After counting the lines below that hold the word "FsLoader", reply with the count and nothing else.

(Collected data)
◇ ◇ ◇ ◇

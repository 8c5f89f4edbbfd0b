//! Strategy A: single-pass segment/value reconstruction.
//!
//! Scans the template left to right, collecting the literal segments
//! between placeholders and one resolved value per occurrence, then
//! reassembles `segment + value + segment + …`. The only fallible path:
//! an opened placeholder with no terminator is a malformed template.

use super::InterpolateError;
use super::params::{
    Context,
    Params,
};

/// A placeholder occurrence with the byte range of its original text.
struct Occurrence {
    start: usize,
    end: usize,
    target: Target,
}

/// What a placeholder refers to.
enum Target {
    /// `{{<integer>}}` against positional parameters.
    Index(usize),
    /// `${<identifier>}` or `{{<identifier>}}` against named parameters.
    Name(String),
}

/// Interpolates `params` into `template`.
///
/// Placeholders whose value is absent are restored verbatim, so the
/// output is idempotent under re-interpolation with the same parameters.
pub(super) fn interpolate(
    template: &str,
    params: &Params,
    context: &Context,
) -> Result<String, InterpolateError> {
    let occurrences = match params {
        Params::Positional(_) => scan_positional(template)?,
        Params::Named(_) => scan_named(template)?,
    };

    let mut out = String::with_capacity(template.len());
    let mut cursor = 0;
    for occurrence in &occurrences {
        out.push_str(slice(template, cursor, occurrence.start));
        match resolve(&occurrence.target, params, context) {
            Some(text) => out.push_str(&text),
            None => out.push_str(slice(template, occurrence.start, occurrence.end)),
        }
        cursor = occurrence.end;
    }
    out.push_str(slice(template, cursor, template.len()));

    Ok(out)
}

/// Finds `{{<integer>}}` occurrences. Text that merely looks like an
/// opener is left for the literal segments.
fn scan_positional(template: &str) -> Result<Vec<Occurrence>, InterpolateError> {
    let mut occurrences = Vec::new();
    let mut cursor = 0;

    while let Some(offset) = find(template, cursor, "{{") {
        let inner_start = offset + 2;
        let Some(close) = find(template, inner_start, "}}") else {
            return Err(InterpolateError::UnterminatedPlaceholder { offset });
        };
        let inner = slice(template, inner_start, close);
        match parse_index(inner) {
            Some(index) => {
                occurrences.push(Occurrence { start: offset, end: close + 2, target: Target::Index(index) });
                cursor = close + 2;
            }
            // not a positional placeholder; re-scan from the next byte so
            // an overlapping opener is still found
            None => cursor = offset + 1,
        }
    }

    Ok(occurrences)
}

/// Finds `${<identifier>}` and `{{<identifier>}}` occurrences in order of
/// appearance.
fn scan_named(template: &str) -> Result<Vec<Occurrence>, InterpolateError> {
    let mut occurrences = Vec::new();
    let mut cursor = 0;

    loop {
        let dollar = find(template, cursor, "${");
        let brace = find(template, cursor, "{{");
        let (offset, terminator) = match (dollar, brace) {
            (None, None) => break,
            (Some(d), None) => (d, "}"),
            (None, Some(b)) => (b, "}}"),
            (Some(d), Some(b)) => {
                if d < b {
                    (d, "}")
                } else {
                    (b, "}}")
                }
            }
        };

        let inner_start = offset + 2;
        let Some(close) = find(template, inner_start, terminator) else {
            return Err(InterpolateError::UnterminatedPlaceholder { offset });
        };
        let inner = slice(template, inner_start, close);
        if is_identifier(inner) {
            let end = close + terminator.len();
            occurrences.push(Occurrence { start: offset, end, target: Target::Name(inner.to_string()) });
            cursor = end;
        } else {
            cursor = offset + 1;
        }
    }

    Ok(occurrences)
}

fn resolve(target: &Target, params: &Params, context: &Context) -> Option<String> {
    match (target, params) {
        (Target::Index(index), Params::Positional(values)) => {
            values.get(*index).and_then(|value| value.evaluate(context).render())
        }
        (Target::Name(name), Params::Named(values)) => {
            values.get(name).and_then(|value| value.evaluate(context).render())
        }
        // a scan never yields a target of the other shape
        _ => None,
    }
}

/// A digit run that fits `usize`; anything else is not a positional
/// placeholder.
fn parse_index(text: &str) -> Option<usize> {
    if text.is_empty() || !text.bytes().all(|b| b.is_ascii_digit()) {
        return None;
    }
    text.parse().ok()
}

fn is_identifier(text: &str) -> bool {
    !text.is_empty() && text.bytes().all(|b| b.is_ascii_alphanumeric() || b == b'_')
}

fn find(text: &str, from: usize, needle: &str) -> Option<usize> {
    text.get(from..).and_then(|rest| rest.find(needle).map(|i| from + i))
}

fn slice(text: &str, start: usize, end: usize) -> &str {
    text.get(start..end).unwrap_or("")
}

#[cfg(test)]
#[allow(clippy::unwrap_used)]
mod tests {
    use super::super::params::Value;
    use super::*;

    fn run(template: &str, params: &Params) -> Result<String, InterpolateError> {
        interpolate(template, params, &Context::new())
    }

    #[test]
    fn test_interleaves_segments_and_values() {
        let params = Params::positional(["a", "b"]);

        let result = run("<{{0}}-{{1}}>", &params).unwrap();

        assert_eq!(result, "<a-b>");
    }

    #[test]
    fn test_duplicate_occurrences_resolve_independently() {
        let params = Params::named([("x", "v")]);

        let result = run("${x}${x}{{x}}", &params).unwrap();

        assert_eq!(result, "vvv");
    }

    #[test]
    fn test_unterminated_positional_opener_errors() {
        let params = Params::positional([Value::from("a")]);

        let result = run("hi {{0", &params);

        assert_eq!(result, Err(InterpolateError::UnterminatedPlaceholder { offset: 3 }));
    }

    #[test]
    fn test_unterminated_named_opener_errors() {
        let params = Params::named([("x", "v")]);

        let result = run("hi ${x", &params);

        assert_eq!(result, Err(InterpolateError::UnterminatedPlaceholder { offset: 3 }));
    }

    #[test]
    fn test_overlapping_opener_is_still_found() {
        let params = Params::positional(["v"]);

        let result = run("{{{0}}}", &params).unwrap();

        assert_eq!(result, "{v}");
    }

    #[test]
    fn test_non_placeholder_braces_left_verbatim() {
        let params = Params::positional(["v"]);

        let result = run("{{name}} {{0}}", &params).unwrap();

        assert_eq!(result, "{{name}} v");
    }
}
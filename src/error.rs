//! Error taxonomy for engine operations.

use thiserror::Error;

use crate::types::LanguageId;

/// Errors surfaced by engine operations.
///
/// Cloneable so that every caller sharing a single in-flight load observes
/// the same settled error. Missing individual keys are not errors: lookups
/// degrade to returning the raw key.
#[derive(Error, Debug, Clone, PartialEq, Eq)]
pub enum TranslationError {
    /// The requested language is not in the configured allow-list.
    #[error("language \"{lang}\" is not supported (supported: {})", .supported.join(", "))]
    UnsupportedLanguage {
        /// The rejected language.
        lang: LanguageId,
        /// The configured allow-list.
        supported: Vec<LanguageId>,
    },

    /// The resource could not be fetched: missing file or non-2xx response.
    ///
    /// Never cached; the next load attempt for the same language starts
    /// fresh.
    #[error("translation resource for \"{lang}\" unavailable at {location}: {reason}")]
    ResourceUnavailable {
        /// The language whose resource was requested.
        lang: LanguageId,
        /// The attempted file path or URL.
        location: String,
        /// Transport-level failure description.
        reason: String,
    },

    /// The resource was fetched but is not a valid JSON document.
    #[error("failed to parse translation resource for \"{lang}\" at {location}: {reason}")]
    Parse {
        /// The language whose resource was fetched.
        lang: LanguageId,
        /// The file path or URL that was fetched.
        location: String,
        /// Parser failure description.
        reason: String,
    },

    /// Invalid engine configuration, or an operation on a destroyed engine.
    #[error("invalid engine configuration: {0}")]
    Config(String),
}
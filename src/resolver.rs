//! Key resolution with fallback-language retry.

use crate::store::TranslationStore;

/// Resolves `key` against `lang`, retrying against `fallback` when it is
/// configured, loaded, and differs from `lang`.
///
/// Resolution never triggers a load: a language that is not yet in the
/// store simply misses. The caller decides what a miss degrades to (the
/// facade returns the raw key).
#[must_use]
pub fn resolve(
    store: &TranslationStore,
    lang: &str,
    fallback: Option<&str>,
    key: &str,
) -> Option<String> {
    if let Some(text) = lookup(store, lang, key) {
        return Some(text);
    }

    match fallback {
        Some(fallback) if fallback != lang => {
            let text = lookup(store, fallback, key);
            if text.is_some() {
                tracing::debug!(key, lang, fallback, "Key resolved via fallback language");
            }
            text
        }
        _ => None,
    }
}

/// Looks `key` up in one language's loaded map.
fn lookup(store: &TranslationStore, lang: &str, key: &str) -> Option<String> {
    store.get(lang).and_then(|map| map.get(key).cloned())
}
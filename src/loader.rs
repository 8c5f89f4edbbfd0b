//! Resource loading transports.
//!
//! A loader fetches the raw JSON resource document for one language from
//! `<base>/<lang>.json` and parses it. Loaders perform exactly one I/O
//! operation per call; caching and load deduplication are the engine's
//! responsibility.

use std::path::PathBuf;

use futures::FutureExt;
use futures::future::BoxFuture;
use serde_json::Value;

use crate::error::TranslationError;

/// Fetches the raw resource document for one language.
pub trait ResourceLoader: Send + Sync {
    /// Fetch and parse the resource document for `lang`.
    ///
    /// # Errors
    /// - [`TranslationError::ResourceUnavailable`] when the resource
    ///   cannot be reached (missing file, non-2xx response).
    /// - [`TranslationError::Parse`] when the content is not valid JSON.
    fn load<'a>(&'a self, lang: &'a str) -> BoxFuture<'a, Result<Value, TranslationError>>;
}

/// Loads `<assets_path>/<lang>.json` from the local filesystem.
#[derive(Debug, Clone)]
pub struct FsLoader {
    /// Base directory containing the per-language resource files.
    assets_path: PathBuf,
}

impl FsLoader {
    /// Creates a loader rooted at `assets_path`.
    #[must_use]
    pub fn new(assets_path: impl Into<PathBuf>) -> Self {
        Self { assets_path: assets_path.into() }
    }
}

impl ResourceLoader for FsLoader {
    fn load<'a>(&'a self, lang: &'a str) -> BoxFuture<'a, Result<Value, TranslationError>> {
        let path = self.assets_path.join(format!("{lang}.json"));
        async move {
            let location = path.display().to_string();
            tracing::debug!(lang, location = %location, "Reading translation resource");

            let content = tokio::fs::read_to_string(&path).await.map_err(|err| {
                TranslationError::ResourceUnavailable {
                    lang: lang.to_string(),
                    location: location.clone(),
                    reason: err.to_string(),
                }
            })?;

            parse_document(lang, &location, &content)
        }
        .boxed()
    }
}

/// Loads `<base_url>/<lang>.json` over HTTP.
///
/// Any non-2xx response is a [`TranslationError::ResourceUnavailable`].
#[derive(Debug, Clone)]
pub struct HttpLoader {
    /// Base URL under which the per-language resource files are served.
    base_url: String,
    client: reqwest::Client,
}

impl HttpLoader {
    /// Creates a loader fetching from `base_url`.
    #[must_use]
    pub fn new(base_url: impl Into<String>) -> Self {
        Self {
            base_url: base_url.into().trim_end_matches('/').to_string(),
            client: reqwest::Client::new(),
        }
    }
}

impl ResourceLoader for HttpLoader {
    fn load<'a>(&'a self, lang: &'a str) -> BoxFuture<'a, Result<Value, TranslationError>> {
        let url = format!("{}/{lang}.json", self.base_url);
        async move {
            tracing::debug!(lang, url = %url, "Fetching translation resource");

            let unavailable = |reason: String| TranslationError::ResourceUnavailable {
                lang: lang.to_string(),
                location: url.clone(),
                reason,
            };

            let response =
                self.client.get(&url).send().await.map_err(|err| unavailable(err.to_string()))?;

            let status = response.status();
            if !status.is_success() {
                return Err(unavailable(format!("HTTP status {status}")));
            }

            let body = response.text().await.map_err(|err| unavailable(err.to_string()))?;
            parse_document(lang, &url, &body)
        }
        .boxed()
    }
}

/// Parses fetched resource content as a JSON document.
fn parse_document(lang: &str, location: &str, content: &str) -> Result<Value, TranslationError> {
    serde_json::from_str(content).map_err(|err| TranslationError::Parse {
        lang: lang.to_string(),
        location: location.to_string(),
        reason: err.to_string(),
    })
}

◇ ◇ ◇ ◇

Exercise response: 3